Segment Start: Data for processing
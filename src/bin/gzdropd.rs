use anyhow::{Context, Result};
use clap::Parser;
use std::sync::Arc;

use gzdrop::cli::ReceiverOpts;
use gzdrop::config::Config;
use gzdrop::logger::{Logger, StderrLogger, Tee, TextLogger};
use gzdrop::receiver::{ReceiveOptions, Receiver};
use gzdrop::target::Target;

fn main() {
    ctrlc::set_handler(move || {
        eprintln!("\nInterrupted by user. Exiting (Ctrl-C)...");
        std::process::exit(130);
    })
    .expect("Error setting Ctrl-C handler");

    let opts = ReceiverOpts::parse();
    if let Err(e) = run(&opts) {
        eprintln!("Error: {e:#}");
        std::process::exit(1);
    }
}

fn run(opts: &ReceiverOpts) -> Result<()> {
    let cfg = Config::load()?;
    let rcfg = opts.apply(&cfg.receiver);
    let save_dir = rcfg.resolve_save_dir()?;
    let log_path = opts.log.resolve(&cfg);

    let file_log = TextLogger::new(&log_path)
        .with_context(|| format!("open log file {}", log_path.display()))?;
    let logger: Arc<dyn Logger> = if opts.quiet {
        Arc::new(file_log)
    } else {
        Arc::new(Tee(file_log, StderrLogger))
    };

    let bind = Target {
        host: rcfg.host.clone(),
        port: rcfg.port,
    }
    .addr();

    println!("Starting gzdrop receiver:");
    println!("  Bind: {bind}");
    println!("  Save dir: {}", save_dir.display());
    println!("  Log: {}", log_path.display());
    if rcfg.keep_listening {
        println!("  Mode: keep listening (Ctrl-C to stop)");
    }
    if rcfg.host == "0.0.0.0" || rcfg.host == "::" {
        eprintln!("WARNING: binding to all interfaces; there is no authentication or encryption");
    }

    let receiver = Receiver::bind(&bind, save_dir.clone(), logger)?
        .with_options(ReceiveOptions::from(&rcfg));

    if rcfg.keep_listening {
        receiver.serve(None)?;
        return Ok(());
    }

    let received = receiver.accept_one()?;
    println!(
        "Received {} ({} bytes) from {}",
        received.destination_path.display(),
        received.bytes_written,
        received.peer
    );
    Ok(())
}
//! gzdrop library
//!
//! Single-file transfer over TCP with gzip/tar compression: a sender that
//! compresses and streams one framed file, and a receiver that saves it.

pub mod cli;
pub mod compress;
pub mod config;
pub mod error;
pub mod events;
pub mod frame;
pub mod logger;
pub mod logrotate;
pub mod progress;
pub mod receiver;
pub mod sender;
pub mod target;

pub use error::{CompressError, Error, ErrorKind, Result};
Segment End: Data for processing
Task prompt |
A bare number is expected: how many lines above contain the word "clone"?

Expected answer |
2